Dificuldades práticas à parte, certo é que, ao longo do último mês, o estado de saúde do sem-abrigo foi-se degradando até ficar “dentro de um saco de plástico imóvel”, lamenta António Bento. “Penso que houve até mais do que um mandado de condução, até que várias entidades e pessoas tentaram junto da PSP sensibilizar e duas técnicas da VITAE acompanharam, como manda a lei, os agentes, para garantirem que estavam a levar a pessoa certa”, conta o psiquiatra. Na manhã da última sexta-feira, as autoridades responsáveis encontraram-se então junto ao sem-abrigo, pelas 10 horas, levando o homem à urgência do Hospital de São José, em Lisboa, já perto do meio dia. “Foram feitos os exames necessários e os meus colegas determinaram que o sem-abrigo reunia as condições para ser internado. Foi internado no meu serviço, no Hospital Júlio de Matos, onde no sábado estava tranquilamente a dormir”, acrescenta por fim António Bento.

Um final feliz Ao contrário de outros casos, João Silva foi retirado da rua. Está em estado psicótico, que “coloca a pessoa fora da realidade como nós a entendemos”, explica António Bento, e apesar de não falar, colabora. E é um exemplo da ligação entre o fenómeno dos sem-abrigo e a saúde mental. O que esperar agora quanto ao seu futuro? “Agora ficará o tempo necessário para se tratar e depois se houver necessidade terá alta”, esclarece o médico, que conhece bem o destino destas pessoas: “O que acontece muitas vezes neste tipo de casos é que estas pessoas estão tão degradadas que mesmo quando arranjamos uma solução habitacional quando tem alta, a pessoa não pode ir porque já não tem autonomia, precisa de cuidados e acompanhamento permanente”. Deverá ser esse o destino deste sem-abrigo, como diz ao i: “A VITAE já se comprometeu a recebê-lo quando tiver alta”.
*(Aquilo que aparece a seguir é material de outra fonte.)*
//! Snapping points onto airway geometry.
//!
//! Each segment is projected in its own local planar frame; the winner
//! across all segments is the candidate closest to the query point on
//! screen, since the point of snapping is visual.

use propviz_core::types::{Airway, AirwaySet, GeoPoint, Position};

use crate::projection::LocalFrame;
use crate::transform::CoordinateTransform;

/// Closest point to `p` on the segment `a`–`b`.
///
/// The projection parameter is clamped to `[0, 1]`; a zero-length segment
/// returns `a`.
pub fn project_on_segment(p: GeoPoint, a: GeoPoint, b: GeoPoint) -> GeoPoint {
    let frame = LocalFrame::for_segment(a, b);
    let ab = frame.to_local(b);
    let ap = frame.to_local(p);

    let ab2 = ab.length_squared();
    let t = if ab2 > 0.0 {
        (ap.dot(ab) / ab2).clamp(0.0, 1.0)
    } else {
        0.0
    };
    frame.to_geo(ab * t)
}

/// Snaps query points to the nearest segment of the loaded airways.
#[derive(Debug, Clone, Default)]
pub struct RouteSnapper {
    airways: AirwaySet,
}

impl RouteSnapper {
    pub fn new(airways: AirwaySet) -> Self {
        Self { airways }
    }

    /// Replace the reference geometry.
    pub fn set_airways(&mut self, airways: AirwaySet) {
        self.airways = airways;
    }

    pub fn airways(&self) -> &[Airway] {
        &self.airways
    }

    pub fn is_empty(&self) -> bool {
        self.airways.iter().all(|a| a.points.len() < 2)
    }

    /// Nearest on-airway point to `p`, compared in screen pixels.
    ///
    /// Returns `p` unchanged when no airways are loaded or the transform
    /// cannot place geographic points.
    pub fn snap<T>(&self, p: GeoPoint, transform: &T) -> GeoPoint
    where
        T: CoordinateTransform + ?Sized,
    {
        let Some(query_px) = transform.to_screen(&Position::Geo(p)) else {
            return p;
        };

        let mut best: Option<(f64, GeoPoint)> = None;
        for airway in &self.airways {
            for (a, b) in airway.segments() {
                let q = project_on_segment(p, a, b);
                let Some(q_px) = transform.to_screen(&Position::Geo(q)) else {
                    continue;
                };
                let d2 = query_px.distance_squared(q_px);
                if best.is_none_or(|(best_d2, _)| d2 < best_d2) {
                    best = Some((d2, q));
                }
            }
        }

        best.map_or(p, |(_, q)| q)
    }
}
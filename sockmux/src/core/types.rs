/*!
 * Direction and Event Sets
 * The I/O directions callers can wait on, and the poll event vocabulary
 */

use nix::poll::PollFlags;
use std::fmt;

/// I/O direction a caller can wait on.
#[derive(Debug, Clone, Copy, PartialEq, Eq, Hash)]
pub enum Direction {
    Read,
    Write,
}

impl Direction {
    /// Poll flag announcing readiness in this direction.
    pub(crate) fn readiness(self) -> PollFlags {
        match self {
            Direction::Read => PollFlags::POLLIN,
            Direction::Write => PollFlags::POLLOUT,
        }
    }
}

impl fmt::Display for Direction {
    fn fmt(&self, f: &mut fmt::Formatter<'_>) -> fmt::Result {
        match self {
            Direction::Read => write!(f, "read"),
            Direction::Write => write!(f, "write"),
        }
    }
}

/// Event set requested from the OS for every registered descriptor.
///
/// Error, hangup, and invalid-descriptor conditions are always reported
/// by `poll(2)`; requesting them explicitly keeps the vector's intent
/// visible in one place.
pub(crate) fn requested_events() -> PollFlags {
    PollFlags::POLLIN
        | PollFlags::POLLOUT
        | PollFlags::POLLERR
        | PollFlags::POLLHUP
        | PollFlags::POLLNVAL
}
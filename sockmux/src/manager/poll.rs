/*!
 * Poll Step
 * One zero-timeout readiness poll over the registered descriptors
 *
 * Runs under the registry lock so the poll vector cannot change
 * mid-syscall; the zero timeout keeps the critical section bounded.
 */

use super::registry::Registry;
use crate::socket::SocketState;
use nix::errno::Errno;
use nix::poll::{poll, PollFd, PollFlags, PollTimeout};
use std::os::fd::RawFd;
use std::sync::Arc;

/// Readiness observed for one descriptor during a poll step
pub(crate) struct ReadySocket {
    pub(crate) fd: RawFd,
    pub(crate) revents: PollFlags,
    pub(crate) state: Arc<SocketState>,
}

/// Poll every registered descriptor once, store the returned events on
/// each state, and report the descriptors with any returned events in
/// ascending descriptor order.
pub(crate) fn poll_step(registry: &Registry) -> Result<Vec<ReadySocket>, Errno> {
    let entries = registry.entries();
    if entries.is_empty() {
        return Ok(Vec::new());
    }

    // The states backing each entry, in vector order. The registry keeps
    // the map and the vector in lockstep, so the lookup cannot miss.
    let states: Vec<Arc<SocketState>> = entries
        .iter()
        .map(|entry| {
            registry
                .get(entry.fd)
                .expect("poll vector entry without registered state")
        })
        .collect();

    let mut poll_fds: Vec<PollFd> = states
        .iter()
        .zip(entries)
        .map(|(state, entry)| PollFd::new(state.borrowed(), entry.events))
        .collect();

    loop {
        match poll(&mut poll_fds, PollTimeout::ZERO) {
            Ok(_) => break,
            Err(Errno::EINTR) => continue,
            Err(errno) => return Err(errno),
        }
    }

    let mut ready = Vec::new();
    for ((poll_fd, entry), state) in poll_fds.iter().zip(entries).zip(states.iter()) {
        let revents = poll_fd.revents().unwrap_or_else(PollFlags::empty);
        state.set_returned_events(revents);
        if !revents.is_empty() {
            ready.push(ReadySocket {
                fd: entry.fd,
                revents,
                state: Arc::clone(state),
            });
        }
    }
    Ok(ready)
}
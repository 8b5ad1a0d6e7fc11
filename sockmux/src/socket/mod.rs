/*!
 * Socket State
 * Per-descriptor ownership: syscall execution and waiter queues
 */

mod state;
mod waiters;

pub use state::SocketState;
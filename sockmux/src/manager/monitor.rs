/*!
 * Monitor Task
 * Background loop polling registered descriptors on a cadence
 *
 * Spawned by the first registration and respawned as needed; exits
 * voluntarily once the registry is empty. The loop holds only a weak
 * reference to the manager internals so a torn-down manager lets it
 * exit at the next tick.
 */

use super::poll::poll_step;
use super::ManagerInner;
use log::{debug, error, info};
use std::sync::{Arc, Weak};
use std::time::Duration;

pub(crate) fn spawn(inner: &Arc<ManagerInner>) {
    let config = &inner.config;
    info!(
        "socket monitor starting: interval {:?}, priority {:?}",
        config.monitor_interval, config.monitor_priority
    );
    tokio::spawn(run(Arc::downgrade(inner), config.monitor_interval));
}

async fn run(manager: Weak<ManagerInner>, interval: Duration) {
    loop {
        tokio::time::sleep(interval).await;

        let Some(inner) = manager.upgrade() else {
            debug!("socket monitor exiting: manager dropped");
            return;
        };

        let ready = {
            let registry = inner.registry.lock();
            match poll_step(&registry) {
                Ok(ready) => ready,
                Err(errno) => {
                    drop(registry);
                    error!("readiness poll failed: {}", errno);
                    inner.handle_poll_failure(errno);
                    return;
                }
            }
        };

        inner.dispatch(ready);

        // Exit once nothing is registered; the next add respawns us.
        let mut registry = inner.registry.lock();
        if registry.is_empty() {
            registry.set_monitoring(false);
            drop(registry);
            debug!("socket monitor stopped: no sockets registered");
            return;
        }
    }
}
/*!
 * Registration Benchmark
 * Add/remove cycle cost, including the poll vector rebuild
 */

use criterion::{criterion_group, criterion_main, Criterion};
use nix::sys::socket::{socketpair, AddressFamily, SockFlag, SockType};
use sockmux::SocketManager;
use std::os::fd::AsRawFd;

fn benchmark_register_remove(c: &mut Criterion) {
    let runtime = tokio::runtime::Builder::new_current_thread()
        .enable_all()
        .build()
        .expect("runtime");
    let manager = SocketManager::new();

    c.bench_function("register_remove", |b| {
        b.iter(|| {
            let (alpha, beta) = socketpair(
                AddressFamily::Unix,
                SockType::Stream,
                None,
                SockFlag::SOCK_NONBLOCK,
            )
            .expect("socketpair");
            let fd = alpha.as_raw_fd();
            runtime.block_on(async {
                let _events = manager.add(alpha);
            });
            manager.remove(fd, None);
            drop(beta);
        })
    });
}

criterion_group!(benches, benchmark_register_remove);
criterion_main!(benches);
Sem-abrigo e doença mental O psiquiatra lamenta que a sociedade continue a ter o “paradigma do sem abrigo ser um desempregado, ser um pobre, não ter casa e não passar pela cabeça de ninguém que haja pessoas que já nem o nome sabem e que ninguém sabe também”, exortando a uma maior sensibilização das pessoas em geral para o peso da doença mental nestes casos. Até porque, segundo as suas contas, 90% das pessoas sem-abrigo têm doença mental.

Esta, de resto, não foi a primeira vez que o médico acompanhou um caso com tal gravidade: há cerca de um ano, um outro sem-abrigo esteve mais de um ano numa situação idêntica, a viver num saco de plástico. Tal como João Silva, o homem também não sabia o nome. Foi internado compulsivamente, recebeu o tratamento necessário e teve alta. Desde aí, não se sabe o que lhe terá acontecido.